Leon Bollée tricycle from 1896.

This tricycle completed the Le Mans-Paris route in just 7 hours, with an average of 30 km/h. It would later set a record by reaching a speed of 60 km/h.

Léon Bollée (1 April 1870 – 16 December 1913) was a French automobile manufacturer and inventor.

Bollée’s family were well known bellfounders and his father, Amédée Bollée (1844–1917), was the major pioneer in the automobile industry who produced several steam cars. Both Léon Bollée and his older brother Amédée-Ernest-Marie (1867–1926) became automobile manufacturers. The third brother was Camille.

Early invention

In 1885, at the age of 14, an early inventor, Léon Bollée made himself known by the construction of a kind of pedalo.

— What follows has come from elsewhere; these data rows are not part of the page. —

//! CPU-side mesh data read from a linked primitive.
//!
//! [`MeshData::read`] pulls the typed vertex streams and indices out of the
//! blobs for one [`GeometryPrimitive`], expanding line loops, line strips and
//! triangle fans so consumers only see direct topologies.

use std::collections::BTreeMap;

use glam::{Vec2, Vec3, Vec4};

use crate::buffer::{AccessorBinding, Blobs, ReadError, ReadResult};
use crate::registry::{PrimitiveMode, Semantic, Topology, VertexAttribute};
use crate::scene::{GeometryPrimitive, TopologyResolution};

/// Axis-aligned bounding box.
#[derive(Clone, Copy, Debug, PartialEq)]
pub struct Bounds {
    pub min: Vec3,
    pub max: Vec3,
}

impl Bounds {
    pub fn from_points(points: &[Vec3]) -> Option<Self> {
        let first = *points.first()?;
        let (min, max) = points
            .iter()
            .fold((first, first), |(min, max), p| (min.min(*p), max.max(*p)));
        Some(Self { min, max })
    }

    pub fn center(&self) -> Vec3 {
        (self.min + self.max) * 0.5
    }

    /// Diagonal length.
    pub fn size(&self) -> f32 {
        (self.max - self.min).length()
    }
}

/// Expand a primitive mode's indices into a directly supported topology.
///
/// Line strips and loops become line lists, triangle fans become triangle
/// lists; direct modes are returned unchanged.
pub fn expand_indices(mode: PrimitiveMode, indices: &[u32]) -> (Topology, Vec<u32>) {
    let mut expanded = Vec::new();
    match mode {
        PrimitiveMode::LineStrip | PrimitiveMode::LineLoop => {
            for pair in indices.windows(2) {
                expanded.extend_from_slice(pair);
            }
            if mode == PrimitiveMode::LineLoop && indices.len() > 1 {
                expanded.push(indices[indices.len() - 1]);
                expanded.push(indices[0]);
            }
        }
        PrimitiveMode::TriangleFan => {
            // (0,1,2), (0,2,3), ... (0,n-2,n-1)
            for i in 1..indices.len().saturating_sub(1) {
                expanded.push(indices[0]);
                expanded.push(indices[i]);
                expanded.push(indices[i + 1]);
            }
        }
        direct => return (direct.expanded_topology(), indices.to_vec()),
    }
    (mode.expanded_topology(), expanded)
}

/// Vertex streams and indices of one primitive.
#[derive(Clone, Debug)]
pub struct MeshData {
    pub positions: Vec<Vec3>,
    pub normals: Option<Vec<Vec3>>,
    /// UVs by texcoord set
    pub texcoords: BTreeMap<u32, Vec<Vec2>>,
    pub colors: Option<Vec<Vec4>>,
    pub indices: Vec<u32>,
    pub topology: Topology,
    pub bounds: Option<Bounds>,
}

impl MeshData {
    /// Read a primitive's streams from `blobs`.
    pub fn read(primitive: &GeometryPrimitive, blobs: &Blobs) -> ReadResult<Self> {
        let positions = primitive
            .source(VertexAttribute::new(Semantic::Position, 0))
            .ok_or(ReadError::MissingAttribute("POSITION"))?;
        let positions: Vec<Vec3> = read_vec3(positions, blobs)?;

        let normals = primitive
            .source(VertexAttribute::new(Semantic::Normal, 0))
            .map(|binding| read_vec3(binding, blobs))
            .transpose()?;

        let mut texcoords = BTreeMap::new();
        for (attribute, binding) in &primitive.sources {
            if attribute.semantic == Semantic::Texcoord {
                let uvs = binding
                    .read_f32(blobs)?
                    .chunks_exact(2)
                    .map(|c| Vec2::new(c[0], c[1]))
                    .collect();
                texcoords.insert(attribute.set, uvs);
            }
        }

        let colors = primitive
            .source(VertexAttribute::new(Semantic::Color, 0))
            .map(|binding| read_colors(binding, blobs))
            .transpose()?;

        let indices = match &primitive.elements {
            Some(elements) => elements.read_u32(blobs)?,
            None => sequential_indices(positions.len())?,
        };
        let (topology, indices) = match primitive.topology {
            TopologyResolution::Direct(topology) => (topology, indices),
            TopologyResolution::RequiresExpansion(mode) => expand_indices(mode, &indices),
        };

        let bounds = Bounds::from_points(&positions);
        Ok(Self {
            positions,
            normals,
            texcoords,
            colors,
            indices,
            topology,
            bounds,
        })
    }

    /// Triangles as index triplets. Empty for point and line topologies.
    pub fn triangles(&self) -> Vec<[u32; 3]> {
        match self.topology {
            Topology::Triangles => self
                .indices
                .chunks_exact(3)
                .map(|t| [t[0], t[1], t[2]])
                .collect(),
            // Odd strip triangles swap their last two vertices to keep winding
            Topology::TriangleStrip => self
                .indices
                .windows(3)
                .enumerate()
                .map(|(i, t)| if i % 2 == 0 { [t[0], t[1], t[2]] } else { [t[0], t[2], t[1]] })
                .collect(),
            Topology::Points | Topology::Lines => Vec::new(),
        }
    }

    /// Compute smooth vertex normals by averaging face normals.
    ///
    /// Faces are counter-clockwise when viewed from the front.
    pub fn compute_normals(&mut self) {
        let vertex_count = self.positions.len();
        let mut normals = vec![Vec3::ZERO; vertex_count];

        for [i0, i1, i2] in self.triangles() {
            let (i0, i1, i2) = (i0 as usize, i1 as usize, i2 as usize);
            if i0 >= vertex_count || i1 >= vertex_count || i2 >= vertex_count {
                continue;
            }

            let p0 = self.positions[i0];
            let face_normal = (self.positions[i1] - p0).cross(self.positions[i2] - p0);

            normals[i0] += face_normal;
            normals[i1] += face_normal;
            normals[i2] += face_normal;
        }

        for normal in &mut normals {
            // Degenerate or unreferenced vertices point up
            *normal = normal.try_normalize().unwrap_or(Vec3::Y);
        }

        self.normals = Some(normals);
    }

    /// Ensure the mesh has one normal per vertex, computing them if necessary.
    pub fn ensure_normals(&mut self) {
        match &self.normals {
            Some(normals) if normals.len() == self.positions.len() => {}
            Some(normals) => {
                log::debug!(
                    "Normals array length ({}) doesn't match vertex count ({}), computing smooth normals",
                    normals.len(),
                    self.positions.len()
                );
                self.compute_normals();
            }
            None => self.compute_normals(),
        }
    }

    pub fn has_normals(&self) -> bool {
        self.normals.is_some()
    }

    pub fn vertex_count(&self) -> usize {
        self.positions.len()
    }

    pub fn triangle_count(&self) -> usize {
        self.triangles().len()
    }
}

/// `0..count` as indices, for primitives drawn without an index accessor.
fn sequential_indices(count: usize) -> ReadResult<Vec<u32>> {
    let count = u32::try_from(count).map_err(|_| ReadError::TooManyVertices(count))?;
    Ok((0..count).collect())
}

fn read_vec3(binding: &AccessorBinding, blobs: &Blobs) -> ReadResult<Vec<Vec3>> {
    Ok(binding
        .read_f32(blobs)?
        .chunks_exact(3)
        .map(Vec3::from_slice)
        .collect())
}

/// RGB colors get an opaque alpha.
fn read_colors(binding: &AccessorBinding, blobs: &Blobs) -> ReadResult<Vec<Vec4>> {
    let values = binding.read_f32(blobs)?;
    let colors = match binding.layout.component_count() {
        3 => values.chunks_exact(3).map(|c| Vec3::from_slice(c).extend(1.0)).collect(),
        _ => values.chunks_exact(4).map(Vec4::from_slice).collect(),
    };
    Ok(colors)
}

#[cfg(test)]
mod tests {
    use super::*;
    use crate::buffer::BufferWindow;
    use crate::layout::{resolve_element, AccessorUsage};
    use crate::registry::{ComponentType, VectorShape};

    fn binding(component_type: ComponentType, shape: VectorShape, usage: AccessorUsage, offset: usize, count: usize) -> AccessorBinding {
        let layout = resolve_element(component_type, shape, usage).unwrap();
        AccessorBinding {
            accessor: 0,
            layout,
            count,
            normalize: layout.needs_normalization(false),
            window: Some(BufferWindow {
                buffer: 0,
                offset,
                stride: layout.byte_size,
                count,
                element_size: layout.byte_size,
            }),
        }
    }

    /// A unit quad as a 4-vertex fan with u16 indices after the positions.
    fn quad_fan() -> (GeometryPrimitive, Blobs) {
        let positions = [0.0f32, 0.0, 0.0, 1.0, 0.0, 0.0, 1.0, 1.0, 0.0, 0.0, 1.0, 0.0];
        let mut data: Vec<u8> = positions.iter().flat_map(|v| v.to_le_bytes()).collect();
        data.extend([0u16, 1, 2, 3].iter().flat_map(|v| v.to_le_bytes()));

        let primitive = GeometryPrimitive {
            index: 0,
            sources: vec![(
                VertexAttribute::new(Semantic::Position, 0),
                binding(
                    ComponentType::F32,
                    VectorShape::Vec3,
                    AccessorUsage::Vertex(Semantic::Position),
                    0,
                    4,
                ),
            )],
            elements: Some(binding(ComponentType::U16, VectorShape::Scalar, AccessorUsage::Index, 48, 4)),
            topology: TopologyResolution::RequiresExpansion(PrimitiveMode::TriangleFan),
            material: None,
        };
        (primitive, Blobs::new().with_buffer(data))
    }

    #[test]
    fn test_expand_fan() {
        let (topology, indices) = expand_indices(PrimitiveMode::TriangleFan, &[0, 1, 2, 3, 4]);
        assert_eq!(topology, Topology::Triangles);
        assert_eq!(indices, vec![0, 1, 2, 0, 2, 3, 0, 3, 4]);

        let (_, degenerate) = expand_indices(PrimitiveMode::TriangleFan, &[0, 1]);
        assert!(degenerate.is_empty());
    }

    #[test]
    fn test_expand_lines() {
        let (topology, strip) = expand_indices(PrimitiveMode::LineStrip, &[0, 1, 2]);
        assert_eq!(topology, Topology::Lines);
        assert_eq!(strip, vec![0, 1, 1, 2]);

        let (_, looped) = expand_indices(PrimitiveMode::LineLoop, &[0, 1, 2]);
        assert_eq!(looped, vec![0, 1, 1, 2, 2, 0]);
    }

    #[test]
    fn test_direct_modes_pass_through() {
        let (topology, indices) = expand_indices(PrimitiveMode::Triangles, &[2, 1, 0]);
        assert_eq!(topology, Topology::Triangles);
        assert_eq!(indices, vec![2, 1, 0]);
    }

    #[test]
    fn test_read_fan_primitive() {
        let (primitive, blobs) = quad_fan();
        let mut mesh = MeshData::read(&primitive, &blobs).unwrap();

        assert_eq!(mesh.vertex_count(), 4);
        assert_eq!(mesh.topology, Topology::Triangles);
        assert_eq!(mesh.indices, vec![0, 1, 2, 0, 2, 3]);
        assert_eq!(mesh.triangle_count(), 2);

        let bounds = mesh.bounds.unwrap();
        assert_eq!(bounds.min, Vec3::ZERO);
        assert_eq!(bounds.max, Vec3::new(1.0, 1.0, 0.0));
        assert!((bounds.center() - Vec3::new(0.5, 0.5, 0.0)).length() < 1e-6);

        assert!(!mesh.has_normals());
        mesh.ensure_normals();
        for normal in mesh.normals.as_ref().unwrap() {
            // Counter-clockwise in the XY plane faces +Z
            assert!((normal.z - 1.0).abs() < 0.001);
        }
    }

    #[test]
    fn test_missing_position_is_an_error() {
        let (mut primitive, blobs) = quad_fan();
        primitive.sources.clear();
        assert!(matches!(
            MeshData::read(&primitive, &blobs),
            Err(ReadError::MissingAttribute("POSITION"))
        ));
    }

    #[test]
    #[cfg(target_pointer_width = "64")]
    fn test_sequential_indices_fit_u32() {
        assert_eq!(sequential_indices(3).unwrap(), vec![0, 1, 2]);
        let too_many = u32::MAX as usize + 1;
        assert_eq!(sequential_indices(too_many), Err(ReadError::TooManyVertices(too_many)));
    }

    #[test]
    fn test_strip_winding() {
        let mesh = MeshData {
            positions: vec![Vec3::ZERO; 4],
            normals: None,
            texcoords: BTreeMap::new(),
            colors: None,
            indices: vec![0, 1, 2, 3],
            topology: Topology::TriangleStrip,
            bounds: None,
        };
        assert_eq!(mesh.triangles(), vec![[0, 1, 2], [1, 3, 2]]);
    }
}
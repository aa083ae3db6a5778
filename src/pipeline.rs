//! End-to-end job runner: config → load → prepare → reconcile → reports → audit.

use std::path::{Path, PathBuf};
use std::sync::Arc;
use std::time::Instant;

use crate::audit::write_audit;
use crate::config::{self, InputConfig};
use crate::engine::{ExecutionOptions, ReconEngine, ReconObserver, TracingObserver};
use crate::error::{ReconResult, Stage, StageContext};
use crate::ingestion::ingest_csv_from_path;
use crate::processing::{apply_filters, sanitize, FilterPredicate};
use crate::report::{emit_reports, ReportMetrics};
use crate::types::DataSet;

/// Knobs for [`run_job`] that do not belong in the job file.
#[derive(Clone, Default)]
pub struct RunOptions {
    /// Engine worker threads; `None` uses the available parallelism.
    pub num_threads: Option<usize>,
    /// Engine observer. Defaults to [`TracingObserver`].
    pub observer: Option<Arc<dyn ReconObserver>>,
}

/// Report counts for one drilldown level.
#[derive(Debug, Clone, PartialEq, Eq)]
pub struct LevelSummary {
    pub label: String,
    pub dir: PathBuf,
    pub metrics: ReportMetrics,
}

/// What a run produced and where.
#[derive(Debug, Clone, PartialEq, Eq)]
pub struct RunSummary {
    pub job: String,
    pub report_dir: PathBuf,
    pub audit_path: PathBuf,
    pub metrics: ReportMetrics,
    pub levels: Vec<LevelSummary>,
}

/// Run the job described by `config_path`.
///
/// Reports go to the job's `report.outputs.dir`; a relative one is taken relative to `out_dir`.
/// `audit.json` goes to `out_dir`. Drilldown reports go to `<report dir>/drilldown/level_NN`.
pub fn run_job(
    config_path: impl AsRef<Path>,
    out_dir: impl AsRef<Path>,
    opts: &RunOptions,
) -> ReconResult<RunSummary> {
    let start = Instant::now();
    let out_dir = out_dir.as_ref();
    let loaded = config::load(config_path)?;
    let cfg = &loaded.config;
    cfg.validate()?;
    let spec = cfg.to_spec();
    let (a_cfg, b_cfg) = cfg.inputs()?;
    tracing::info!(job = %cfg.job.name, config = %loaded.path.display(), "job started");

    let a = load_and_prepare("A", a_cfg, &cfg.filters.a)?;
    let b = load_and_prepare("B", b_cfg, &cfg.filters.b)?;

    let observer = opts
        .observer
        .clone()
        .unwrap_or_else(|| Arc::new(TracingObserver) as Arc<dyn ReconObserver>);
    let engine = ReconEngine::new(ExecutionOptions {
        num_threads: opts.num_threads,
    })?
    .with_observer(observer);
    let outcome = engine.run(&a, &b, &spec)?;

    let report_dir = if cfg.report.outputs.dir.is_absolute() {
        cfg.report.outputs.dir.clone()
    } else {
        out_dir.join(&cfg.report.outputs.dir)
    };
    let metrics = emit_reports(
        &outcome.top.table,
        &outcome.top.select_columns,
        &cfg.report,
        &report_dir,
    )
    .in_stage(Stage::Report, "top")?;

    let audit_path =
        write_audit(out_dir, &loaded.text).in_stage(Stage::Audit, out_dir.display().to_string())?;

    let mut levels = Vec::with_capacity(outcome.levels.len());
    for level in &outcome.levels {
        let dir = report_dir.join("drilldown").join(&level.label);
        let metrics = emit_reports(&level.table, &level.select_columns, &cfg.report, &dir)
            .in_stage(Stage::Report, level.label.clone())?;
        levels.push(LevelSummary {
            label: level.label.clone(),
            dir,
            metrics,
        });
    }

    tracing::info!(
        job = %cfg.job.name,
        total = metrics.total,
        matched = metrics.matched,
        levels = levels.len(),
        elapsed = ?start.elapsed(),
        "job finished"
    );

    Ok(RunSummary {
        job: cfg.job.name.clone(),
        report_dir,
        audit_path,
        metrics,
        levels,
    })
}

/// Read one input, then sanitize and filter it.
pub fn load_and_prepare(
    side: &str,
    input: &InputConfig,
    extra_filters: &[FilterPredicate],
) -> ReconResult<DataSet> {
    let label = format!("{side} ({})", input.read.path.display());
    let raw = ingest_csv_from_path(&input.read).in_stage(Stage::Load, label.clone())?;
    let sanitized = sanitize(&raw, input.sanitize.as_ref()).in_stage(Stage::Prepare, label)?;
    let prepared = apply_filters(&sanitized, &input.predicates(extra_filters));
    tracing::info!(
        side,
        rows_read = raw.row_count(),
        rows_prepared = prepared.row_count(),
        "input prepared"
    );
    Ok(prepared)
}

In 1887, in order to help his father, a founder of bells, and to avoid errors in many calculations required for their manufacture, Bollée began work on three calculating machines: the Direct Multiplier, the Calculating Board and the Arithmographe. Bollée’s Multiplier was the second successful direct-multiplying calculator (the first was Ramón Verea’s) and it won a gold medal at the 1889 Paris Exposition. Three versions of the large multiplier and several smaller machines were developed by Bollée and the devices were patented in France, Belgium, Germany, the USA and Hungary.